__DATASET EXTRACT__
//! Element categories and lifecycle policies
//!
//! Mapped memory is raw bytes: nothing runs a constructor when a file is
//! mapped, and nothing runs a destructor when it is unmapped. Every element
//! type therefore selects, at compile time, a [`Lifecycle`] policy that knows
//! how to construct values into uninitialized slots and destroy live ones.
//!
//! - [`Trivial`]: plain-old-data ([`bytemuck::Pod`]). Construction is a byte
//!   copy, default construction and destruction are no-ops.
//! - [`NonTrivial`]: any [`Clone`] type. Construction clones into the slot,
//!   destruction runs the destructor in place.

use bytemuck::Pod;
use core::ptr;

/// Construction and destruction of elements in raw slots
///
/// All raw-pointer operations require `dst`/`first` to be valid, aligned,
/// and point at `count` slots inside one allocation or mapping. Construct
/// operations write into slots that hold no live value; `destroy` requires
/// every slot in range to hold a live value and leaves them uninitialized.
pub trait Lifecycle<T> {
    /// Whether construction and destruction are pure byte operations
    const TRIVIAL: bool;

    /// Construct `count` default values at `dst`
    ///
    /// # Safety
    /// `dst..dst+count` must be writable slots holding no live value.
    unsafe fn construct_default(dst: *mut T, count: usize)
    where
        T: Default;

    /// Construct `count` copies of `value` at `dst`
    ///
    /// # Safety
    /// `dst..dst+count` must be writable slots holding no live value.
    unsafe fn construct_fill(dst: *mut T, count: usize, value: &T);

    /// Construct a copy of every element of `src`, in order, at `dst`
    ///
    /// # Safety
    /// `dst..dst+src.len()` must be writable slots holding no live value and
    /// must not overlap `src`.
    unsafe fn construct_from(dst: *mut T, src: &[T]);

    /// Destroy `count` live values at `first`
    ///
    /// # Safety
    /// Every slot in `first..first+count` must hold a live value; none may
    /// be read again before being reconstructed.
    unsafe fn destroy(first: *mut T, count: usize);

    /// Overwrite live values with copies of `src`
    fn assign_from(dst: &mut [T], src: &[T]);

    /// Overwrite live values with copies of `value`
    fn assign_fill(dst: &mut [T], value: &T);

    /// Move `value` into an empty slot
    ///
    /// # Safety
    /// `dst` must be a writable slot holding no live value.
    unsafe fn construct_one(dst: *mut T, value: T) {
        ptr::write(dst, value);
    }

    /// Destroy one live value
    ///
    /// # Safety
    /// `target` must hold a live value.
    unsafe fn destroy_one(target: *mut T) {
        Self::destroy(target, 1);
    }
}

/// Lifecycle policy for plain-old-data elements
#[derive(Debug, Clone, Copy, Default)]
pub struct Trivial;

/// Lifecycle policy for elements with construction or destruction side effects
#[derive(Debug, Clone, Copy, Default)]
pub struct NonTrivial;

impl<T: Pod> Lifecycle<T> for Trivial {
    const TRIVIAL: bool = true;

    // Any bit pattern is a valid `T`, so the slot bytes already are a value.
    unsafe fn construct_default(_dst: *mut T, _count: usize)
    where
        T: Default,
    {
    }

    unsafe fn construct_fill(dst: *mut T, count: usize, value: &T) {
        for i in 0..count {
            dst.add(i).write(*value);
        }
    }

    unsafe fn construct_from(dst: *mut T, src: &[T]) {
        ptr::copy_nonoverlapping(src.as_ptr(), dst, src.len());
    }

    unsafe fn destroy(_first: *mut T, _count: usize) {}

    fn assign_from(dst: &mut [T], src: &[T]) {
        dst.copy_from_slice(src);
    }

    fn assign_fill(dst: &mut [T], value: &T) {
        dst.fill(*value);
    }
}

impl<T: Clone> Lifecycle<T> for NonTrivial {
    const TRIVIAL: bool = false;

    unsafe fn construct_default(dst: *mut T, count: usize)
    where
        T: Default,
    {
        for i in 0..count {
            dst.add(i).write(T::default());
        }
    }

    unsafe fn construct_fill(dst: *mut T, count: usize, value: &T) {
        for i in 0..count {
            dst.add(i).write(value.clone());
        }
    }

    unsafe fn construct_from(dst: *mut T, src: &[T]) {
        for (i, value) in src.iter().enumerate() {
            dst.add(i).write(value.clone());
        }
    }

    unsafe fn destroy(first: *mut T, count: usize) {
        ptr::drop_in_place(ptr::slice_from_raw_parts_mut(first, count));
    }

    fn assign_from(dst: &mut [T], src: &[T]) {
        dst.clone_from_slice(src);
    }

    fn assign_fill(dst: &mut [T], value: &T) {
        for slot in dst {
            slot.clone_from(value);
        }
    }
}

/// Types that can be stored in a file-backed vector
///
/// The associated [`Policy`](FileElement::Policy) selects how values are
/// constructed in and destroyed from raw mapped slots.
///
/// # Safety
///
/// Implementors guarantee that a value's bytes are self-contained and
/// position independent: the type holds no pointers, references or handles
/// to memory outside its own bytes. Values live at a mapped address that
/// changes on every remap and persist across process restarts, and a byte
/// image written by one process is read back as a live value by the next.
///
/// ```rust
/// use filevec_core::{FileElement, Trivial};
///
/// #[derive(Clone, Copy, bytemuck::Pod, bytemuck::Zeroable)]
/// #[repr(C)]
/// struct Point {
///     x: f32,
///     y: f32,
/// }
///
/// unsafe impl FileElement for Point {
///     type Policy = Trivial;
/// }
/// ```
pub unsafe trait FileElement: Clone + Sized {
    /// Lifecycle policy for this element category
    type Policy: Lifecycle<Self>;

    /// Get the size in bytes of this element type
    fn size_bytes() -> usize {
        core::mem::size_of::<Self>()
    }

    /// Whether this type uses the trivial lifecycle policy
    fn is_trivial() -> bool {
        <Self::Policy as Lifecycle<Self>>::TRIVIAL
    }
}

/// Implement [`FileElement`] with the [`Trivial`] policy for `Pod` types
#[macro_export]
macro_rules! trivial_elements {
    ($($type:ty),* $(,)?) => {
        $(
            unsafe impl $crate::FileElement for $type {
                type Policy = $crate::Trivial;
            }
        )*
    };
}

trivial_elements!(u8, u16, u32, u64, u128, usize, i8, i16, i32, i64, i128, isize, f32, f64);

__TASK OBJECTIVE__
Keep to the lines above, from the first one through the line where "operations write into" appears, and copy them exactly.

__WRITTEN SOLUTION__
//! Element categories and lifecycle policies
//!
//! Mapped memory is raw bytes: nothing runs a constructor when a file is
//! mapped, and nothing runs a destructor when it is unmapped. Every element
//! type therefore selects, at compile time, a [`Lifecycle`] policy that knows
//! how to construct values into uninitialized slots and destroy live ones.
//!
//! - [`Trivial`]: plain-old-data ([`bytemuck::Pod`]). Construction is a byte
//!   copy, default construction and destruction are no-ops.
//! - [`NonTrivial`]: any [`Clone`] type. Construction clones into the slot,
//!   destruction runs the destructor in place.

use bytemuck::Pod;
use core::ptr;

/// Construction and destruction of elements in raw slots
///
/// All raw-pointer operations require `dst`/`first` to be valid, aligned,
/// and point at `count` slots inside one allocation or mapping. Construct
/// operations write into slots that hold no live value; `destroy` requires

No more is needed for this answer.